In the past, upstate legislators and juvenile officer unions have successfully fought other proposed shutdowns. In 2007, then Office of Children and Family Services Commissioner Gladys Carrión tried to close four facilities, but the state Legislature restored funding for two — even though one was empty, according to reporting by the Syracuse Post-Standard.
Youth advocates look to Carrión’s tenure from 2007 to 2014 for inspiration. In late 2008, under her leadership, the state launched a publicity campaign to highlight the number of empty beds taxpayers were footing the bill for, and the child welfare agency’s 2008 report was part of that blitz. Some corrections officers were moved into other jobs.
Small counties that may send only one or two offenders to state custody each year have been encouraged by reformers like Schiraldi to use the staggering amount they pay to instead contract with local, private providers.

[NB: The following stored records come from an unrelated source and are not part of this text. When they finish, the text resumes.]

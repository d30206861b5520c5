//! Row codec for `;`-delimited files
//!
//! The first line of a file is the header; every following line is a row aligned
//! positionally with it. Fields are never quoted or escaped, so a `;` inside a value
//! shifts every later column of that row. That is a property of the file format the
//! producers use and is not corrected here.
//!
//! Key and value composition join the selected values with the same delimiter. The
//! non-key positions are always taken in ascending order so a record value is
//! identical across runs.

use crate::error::CodecError;

/// Column separator for both parsing and key/value composition
pub const DELIMITER: char = ';';

/// Ordered column names taken from the first line of a file
#[derive(Debug, Clone, PartialEq, Eq)]
pub struct Header {
    columns: Vec<String>,
}

impl Header {
    pub fn new(columns: Vec<String>) -> Self {
        Self { columns }
    }

    pub fn columns(&self) -> &[String] {
        &self.columns
    }

    pub fn len(&self) -> usize {
        self.columns.len()
    }

    pub fn is_empty(&self) -> bool {
        self.columns.is_empty()
    }

    /// Position of the first column with this exact name
    pub fn index_of(&self, name: &str) -> Option<usize> {
        self.columns.iter().position(|c| c == name)
    }
}

/// One data line
#[derive(Debug, Clone, PartialEq, Eq)]
pub struct Row {
    line: u64,
    values: Vec<String>,
}

impl Row {
    pub fn new(values: Vec<String>) -> Self {
        Self { line: 0, values }
    }

    /// 1-based line number in the source file (0 when built by hand)
    pub fn line(&self) -> u64 {
        self.line
    }

    pub fn values(&self) -> &[String] {
        &self.values
    }

    pub fn get(&self, index: usize) -> Option<&str> {
        self.values.get(index).map(String::as_str)
    }
}

/// A parsed file: header plus data rows (header excluded)
#[derive(Debug, Clone, PartialEq, Eq)]
pub struct ParsedFile {
    pub header: Header,
    pub rows: Vec<Row>,
}

/// Parse raw file content into a header and rows.
///
/// Lines end at `\n`, with one trailing `\r` dropped. Only the empty segment after a
/// final newline is ignored; any other blank line is a one-value row and fails like
/// every row with fewer values than the header. Invalid UTF-8 and a missing header
/// also fail. Values beyond the header width are kept but never addressed by key or
/// value composition.
pub fn parse(content: &[u8]) -> Result<ParsedFile, CodecError> {
    let text = std::str::from_utf8(content)?;
    let text = text.strip_prefix('\u{feff}').unwrap_or(text);
    let text = text.strip_suffix('\n').unwrap_or(text);

    let mut lines = text.split('\n').map(|line| line.strip_suffix('\r').unwrap_or(line));

    let header = match lines.next() {
        Some(line) if !line.is_empty() => Header::new(split_line(line)),
        _ => return Err(CodecError::MissingHeader),
    };

    let mut rows = Vec::new();
    for (index, line) in lines.enumerate() {
        // header is line 1
        let line_number = index as u64 + 2;
        let values = split_line(line);

        if values.len() < header.len() {
            return Err(CodecError::RowTooShort {
                line: line_number,
                expected: header.len(),
                actual: values.len(),
            });
        }

        rows.push(Row {
            line: line_number,
            values,
        });
    }

    Ok(ParsedFile { header, rows })
}

fn split_line(line: &str) -> Vec<String> {
    line.split(DELIMITER).map(str::to_string).collect()
}

/// Join the values at `indexes`, in the order given, with [`DELIMITER`].
pub fn compose(row: &Row, indexes: &[usize]) -> Result<String, CodecError> {
    let mut parts = Vec::with_capacity(indexes.len());
    for &index in indexes {
        let value = row.get(index).ok_or(CodecError::IndexOutOfRange {
            index,
            width: row.values.len(),
        })?;
        parts.push(value);
    }
    Ok(parts.join(&DELIMITER.to_string()))
}

/// Record key: key-column values in key order
pub fn compose_key(row: &Row, key_indexes: &[usize]) -> Result<String, CodecError> {
    compose(row, key_indexes)
}

/// Record value: the remaining values, `non_key_indexes` expected ascending
pub fn compose_value(row: &Row, non_key_indexes: &[usize]) -> Result<String, CodecError> {
    compose(row, non_key_indexes)
}

/// Every position in `0..width` not in `key_indexes`, ascending.
pub fn complement(width: usize, key_indexes: &[usize]) -> Vec<usize> {
    (0..width).filter(|i| !key_indexes.contains(i)).collect()
}

/// Inverse of [`compose`] for values that do not contain the delimiter.
pub fn split(joined: &str) -> Vec<&str> {
    joined.split(DELIMITER).collect()
}

/// Render a header and rows back into file content (no trailing newline).
pub fn render<I, R>(header: &[String], rows: I) -> String
where
    I: IntoIterator<Item = R>,
    R: AsRef<[String]>,
{
    let delimiter = DELIMITER.to_string();
    let mut lines = vec![header.join(&delimiter)];
    lines.extend(rows.into_iter().map(|row| row.as_ref().join(&delimiter)));
    lines.join("\n")
}

/// Primary-key columns resolved against a header
#[derive(Debug, Clone, PartialEq, Eq)]
pub struct KeyColumns {
    names: Vec<String>,
    indexes: Vec<usize>,
    value_indexes: Vec<usize>,
    width: usize,
}

impl KeyColumns {
    /// Locate each named key column in the header.
    pub fn resolve(header: &Header, names: &[String]) -> Result<Self, CodecError> {
        if names.is_empty() {
            return Err(CodecError::NoKeyColumns);
        }

        let mut indexes = Vec::with_capacity(names.len());
        for name in names {
            let index = header
                .index_of(name)
                .ok_or_else(|| CodecError::UnknownColumn(name.clone()))?;
            if indexes.contains(&index) {
                return Err(CodecError::DuplicateColumn(name.clone()));
            }
            indexes.push(index);
        }

        Ok(Self {
            names: names.to_vec(),
            value_indexes: complement(header.len(), &indexes),
            indexes,
            width: header.len(),
        })
    }

    pub fn names(&self) -> &[String] {
        &self.names
    }

    pub fn indexes(&self) -> &[usize] {
        &self.indexes
    }

    /// Non-key positions, ascending
    pub fn value_indexes(&self) -> &[usize] {
        &self.value_indexes
    }

    /// Name of the partition key attribute: the key column names joined
    pub fn attribute_name(&self) -> String {
        self.names.join(&DELIMITER.to_string())
    }

    pub fn compose(&self, row: &Row) -> Result<String, CodecError> {
        compose_key(row, &self.indexes)
    }

    pub fn compose_value(&self, row: &Row) -> Result<String, CodecError> {
        compose_value(row, &self.value_indexes)
    }

    /// Put a composed key and value back into header order.
    ///
    /// Missing parts become empty strings, surplus parts are dropped.
    pub fn reassemble(&self, key: &str, value: &str) -> Vec<String> {
        let mut row = vec![String::new(); self.width];

        for (index, part) in self.indexes.iter().zip(split(key)) {
            row[*index] = part.to_string();
        }
        if !self.value_indexes.is_empty() {
            for (index, part) in self.value_indexes.iter().zip(split(value)) {
                row[*index] = part.to_string();
            }
        }

        row
    }
}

Others point to the need for more prevention services as the most effective way to decrease reliance on costly prisons, including quality mental health care for troubled youth. Julia Davis, director of youth justice and child welfare for Children’s Defense Fund New York, said while the cost of youth prisons is “shocking,” it’s also an opportunity to look at why we are relying on this type of facility.

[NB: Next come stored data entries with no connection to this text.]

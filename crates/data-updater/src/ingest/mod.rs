//! File ingestion
//!
//! The per-file flow, leaf first:
//!
//! - [`record`]: maps parsed rows onto table items for the configured layout
//! - [`lifecycle`]: table existence check and creation with a bounded wait
//! - [`writer`]: chunked bulk load for new tables, per-row updates for existing ones
//! - [`relocation`]: moves the staged file into the final bucket
//! - [`export`]: regenerates the full-table CSV after an update
//! - [`pipeline`]: ties the steps together for one staged object

pub mod export;
pub mod lifecycle;
pub mod pipeline;
pub mod record;
pub mod relocation;
pub mod writer;

pub use lifecycle::{TableLifecycle, TableState};
pub use pipeline::{DataUpdater, Outcome};
pub use record::RecordLayout;
pub use relocation::Destination;
pub use writer::RecordWriter;

/// Object key without its `.csv` extension (matched case-insensitively).
pub fn csv_stem(file_name: &str) -> &str {
    let split = file_name.len().saturating_sub(4);
    match (file_name.get(..split), file_name.get(split..)) {
        (Some(stem), Some(ext)) if ext.eq_ignore_ascii_case(".csv") => stem,
        _ => file_name,
    }
}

Albany County District Attorney David Soares, past president of the association that represents the state’s district attorneys, agrees New York needs to invest in prevention and that costs for state custody have grown exorbitant. “When it comes to spending money for incarceration, there is a checkbook that’s open and there’s no amount of zeros that someone would consider too much,” he said.
But he’s critical of those who want to shut down lockups at a time he claims the state hasn’t made enough investments in preparing local officials to supervise older and more serious offenders now in their care. The burden is greater, Soares said, under the state’s 2017 Raise the Age law that ensures most 16- and 17-year-olds are not sent to adult jails and prisons and not processed through criminal courts.

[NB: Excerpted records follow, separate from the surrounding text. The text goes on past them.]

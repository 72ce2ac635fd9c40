//! 等宽多系列直方图
//!
//! 固定范围 [min, max] 等分为 n 个bin，按系列键分别计数
//! （如W通道按电荷拆分的两种颜色），读出时逐bin求和并导出泊松误差。
//!
//! 越界填充不会失败：只计数、在调试构建中报告，然后丢弃。
//!
//! bin区间为左闭右开；`with_inclusive_upper(true)` 时 `max` 本身计入最后一个bin，
//! 与闭区间的质量窗口保持一致。

use crate::error::{AnalysisError, AnalysisResult};
use std::collections::BTreeMap;

/// 未指定系列时使用的键
pub const DEFAULT_SERIES: &str = "default";

/// 等宽多系列直方图
#[derive(Debug, Clone, PartialEq)]
pub struct UniformHistogram {
    min: f64,
    max: f64,
    n_bins: usize,

    /// 每个bin的宽度 (max - min) / n_bins
    step: f64,

    /// 系列键 -> 长度为 n_bins 的计数
    series: BTreeMap<String, Vec<u64>>,

    /// 被拒绝的越界填充数
    out_of_range: u64,

    /// `value == max` 是否计入最后一个bin
    inclusive_upper: bool,
}

impl UniformHistogram {
    /// 创建直方图
    ///
    /// # 错误
    ///
    /// 范围非有限、`min >= max` 或 `n_bins == 0` 时返回 `ConfigError`。
    pub fn new(min: f64, max: f64, n_bins: usize) -> AnalysisResult<Self> {
        if !(min.is_finite() && max.is_finite()) || min >= max || n_bins == 0 {
            return Err(AnalysisError::ConfigError(format!(
                "等宽直方图参数非法: [{min}, {max}] / {n_bins} bins"
            )));
        }
        Ok(Self {
            min,
            max,
            n_bins,
            step: (max - min) / n_bins as f64,
            series: BTreeMap::new(),
            out_of_range: 0,
            inclusive_upper: false,
        })
    }

    /// 设置上边界是否闭合
    pub fn with_inclusive_upper(mut self, inclusive: bool) -> Self {
        self.inclusive_upper = inclusive;
        self
    }

    /// 计算值所在bin：floor((value - min) / step)，越界或 NaN 返回 `None`
    #[inline]
    pub fn bin_index(&self, value: f64) -> Option<usize> {
        if self.inclusive_upper && value == self.max {
            return Some(self.n_bins - 1);
        }
        let bin = ((value - self.min) / self.step).floor();
        if bin >= 0.0 && bin < self.n_bins as f64 {
            Some(bin as usize)
        } else {
            None
        }
    }

    /// 填充到默认系列
    #[inline]
    pub fn fill(&mut self, value: f64) -> bool {
        self.fill_series(value, DEFAULT_SERIES)
    }

    /// 填充到指定系列（首次使用时创建该系列）
    pub fn fill_series(&mut self, value: f64, key: &str) -> bool {
        let Some(bin) = self.bin_index(value) else {
            self.out_of_range += 1;
            debug_histogram!(
                "值 {value} 不在直方图范围 [{}, {}] 内 / value outside histogram range",
                self.min,
                self.max
            );
            return false;
        };

        if !self.series.contains_key(key) {
            self.series.insert(key.to_string(), vec![0; self.n_bins]);
        }
        if let Some(counts) = self.series.get_mut(key) {
            counts[bin] += 1;
        }
        true
    }

    /// 所有系列逐bin求和
    pub fn bin_contents(&self) -> Vec<u64> {
        let mut contents = vec![0; self.n_bins];
        for counts in self.series.values() {
            for (total, &count) in contents.iter_mut().zip(counts) {
                *total += count;
            }
        }
        contents
    }

    /// 泊松误差 sqrt(bin_contents)
    pub fn poisson_errors(&self) -> Vec<f64> {
        self.bin_contents()
            .into_iter()
            .map(|c| (c as f64).sqrt())
            .collect()
    }

    /// n_bins + 1 条边界
    pub fn bin_edges(&self) -> Vec<f64> {
        (0..=self.n_bins)
            .map(|i| self.min + i as f64 * self.step)
            .collect()
    }

    /// bin中心（误差棒的横坐标）
    pub fn bin_centers(&self) -> Vec<f64> {
        (0..self.n_bins)
            .map(|i| self.min + (i as f64 + 0.5) * self.step)
            .collect()
    }

    #[inline]
    pub fn bin_width(&self) -> f64 {
        self.step
    }

    #[inline]
    pub fn min(&self) -> f64 {
        self.min
    }

    #[inline]
    pub fn max(&self) -> f64 {
        self.max
    }

    #[inline]
    pub fn n_bins(&self) -> usize {
        self.n_bins
    }

    /// 单个系列的计数
    pub fn series(&self, key: &str) -> Option<&[u64]> {
        self.series.get(key).map(Vec::as_slice)
    }

    /// 已出现的系列键（有序）
    pub fn series_keys(&self) -> impl Iterator<Item = &str> {
        self.series.keys().map(String::as_str)
    }

    /// 单个系列的条目总数
    pub fn series_total(&self, key: &str) -> u64 {
        self.series(key).map(|c| c.iter().sum()).unwrap_or(0)
    }

    /// 所有系列的条目总数（不含越界）
    pub fn entries(&self) -> u64 {
        self.series.values().flatten().sum()
    }

    #[inline]
    pub fn out_of_range(&self) -> u64 {
        self.out_of_range
    }

    /// 逐bin相加合并（要求范围与bin数完全一致）
    ///
    /// 加法满足交换律与结合律，分块填充后合并与顺序填充结果相同。
    pub fn merge(&mut self, other: &UniformHistogram) -> AnalysisResult<()> {
        if self.min != other.min
            || self.max != other.max
            || self.n_bins != other.n_bins
            || self.inclusive_upper != other.inclusive_upper
        {
            return Err(AnalysisError::ConfigError(format!(
                "等宽直方图分bin不一致，无法合并: [{}, {}]/{} vs [{}, {}]/{}",
                self.min, self.max, self.n_bins, other.min, other.max, other.n_bins
            )));
        }
        for (key, theirs) in &other.series {
            let mine = self
                .series
                .entry(key.clone())
                .or_insert_with(|| vec![0; theirs.len()]);
            for (m, &t) in mine.iter_mut().zip(theirs) {
                *m += t;
            }
        }
        self.out_of_range += other.out_of_range;
        Ok(())
    }
}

“It was a policy shift that did not have dollars flowing along with it to better train the personnel necessary to address these issues,” Soares said. But more important, he added, it did not have the “dollars necessary for the kind of therapeutic counseling and other needs that families in crisis experience.”
Carvente Martinez was housed at Brookwood during the period when Carrión was making changes so that secure youth facilities would feel more rehabilitative and less punitive. But he recalled corrections officers referring to those changes as “hug a thug” and continuing to treat him and others there like future criminals.
He’s been back to visit Brookwood three times since 2015. Today it’s a tan, low-slung warehouse of a building sitting behind five rolls of razor wire strung along a 20-foot chain link fence. On his last visit he noticed the walls had been painted with inspirational people, quotes and other art. But it still had locked and bolted doors, security cameras and the standard features of most prisons, he said.
It’s why he now believes trying to reform youth prisons won’t work, because they don’t redirect young people to healthier and safer futures.
“Painting a place,” Carvente wrote in an email, “doesn’t change the toxic energy in the air.”